Verdict of $37 million vs Caltrans for paralyzed contractor
The California Department of Transportation (Caltrans) has agreed to pay $37 million to a man who was paralyzed while working on a freeway project. In 2011, Kyle Anderson was working on Highway 101 in Eureka, California. He was crouched in a trench when a Caltrans driver crossed onto the shoulder and struck him. This left Anderson quadriplegic, with "locked-in" syndrome - meaning he is conscious but cannot move or communicate. The Humboldt County Superior Court jury decided that Caltrans was entirely responsible for Anderson's injuries. The jury initially decided that Caltrans owed Anderson's family $56.5 million. However, on appeal, a $37 million settlement was decided on the first day of proceedings. Anderson's lifetime medical costs are expected to total $18 million, which involves providing him with high-tech equipment allowing him to communicate with his eyes by looking at images on a computer screen.
$14.2 million settlement against Caltrans for dangerous roads
A group of motorcyclists were travelling north on Route 33 in Ojal when another group of riders travelling south passed them hitting one of the motorcyclists head-on, killing him. The other rider had crossed over and curved round the bend too fast because there were no warning signs indicating that he was to experience an unusual hairpin curve and needed to reduce his speed to 30mph. At the Ventura County Superior Court it was established that the State was aware the location of the crash needed critical warning signs and numerous preventable accidents had occurred at this specific location because of its unusual characteristics. The jury agreed that the lack of warning signs was the primary cause of the accident and awarded the family $14.2 million in wrongful death damages. During proceedings, the court also discovered that there was a 2-year backlog in getting accident data into Caltrans' database, which means that Caltrans was not seeing the number of accidents occurring at various locations in real-time.

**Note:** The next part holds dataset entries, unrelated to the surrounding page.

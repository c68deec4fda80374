//! Native engine boundary.
//!
//! The adapter observes the Quipu engine as one blocking call per assembly:
//! `discover` returns a test tree document, `run` streams event documents
//! through a callback and returns the final run report. Process management,
//! isolation, and symbol handling live behind this boundary, not in the core.
//!
//! ## Modules
//!
//! - `events` - typed ingestion of the engine's XML event stream
//! - `process` - engine client launching the `quipu-engine` executable
//! - `scripted` - canned-response engine for tests and dry runs

pub mod events;
pub mod process;
pub mod scripted;

use std::path::Path;

use thiserror::Error;

/// Errors surfaced by a native engine implementation.
#[derive(Debug, Error)]
pub enum EngineError {
    /// An internal engine fault. When the run was cancelled mid-flight this
    /// is the expected way for the interrupted call to end.
    #[error("engine fault: {0}")]
    Fault(String),

    /// The file is not a test assembly (wrong binary format). The caller
    /// skips it silently.
    #[error("`{0}` is not a test assembly")]
    UnsupportedBinary(String),

    #[error("failed to launch the engine: {0}")]
    Io(#[from] std::io::Error),

    /// The engine answered, but not in the expected protocol shape.
    #[error("malformed engine response: {0}")]
    Protocol(String),
}

/// A blocking test engine.
///
/// `run` invokes `on_event` synchronously, on the engine's own dispatch
/// context, once per emitted event and in emission order; callbacks must
/// return quickly.
pub trait NativeEngine {
    /// Discover the tests in `assembly` selected by `filter_xml`.
    /// Returns the engine's discovery document (a `<test-suite>` tree).
    fn discover(&mut self, assembly: &Path, filter_xml: &str) -> Result<String, EngineError>;

    /// Run the tests in `assembly` selected by `filter_xml`, forwarding each
    /// event document to `on_event`. Returns the final run report document.
    fn run(
        &mut self,
        assembly: &Path,
        filter_xml: &str,
        on_event: &mut dyn FnMut(&str),
    ) -> Result<String, EngineError>;
}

$9.1 million verdict against Caltrans for cyclist
In July 2014, an experienced cyclist was cycling home on the designated bicycle lane. He was forced to swerve to avoid a pile of rocks and sand on the pavement and was struck by the side mirror of a passing truck, causing him to lose control and crash. He suffered significant brain damage and was left unable to work. It was found that Caltrans (who owns the highway) had contracted with the city of Los Angeles to sweep the pavement on a monthly basis to keep it free from debris. The location where the accident occurred was a popular path for bicyclists, and officials are reported to have been aware for years that debris from the hills often creates hazardous conditions on the pathway and highway. City sweepers that testified at the trial admitted that they often swept around rocks and debris near the cliff, rather than remove it. Ultimately, the jury found Caltrans 40% liable, and the city of Los Angeles 60% liable.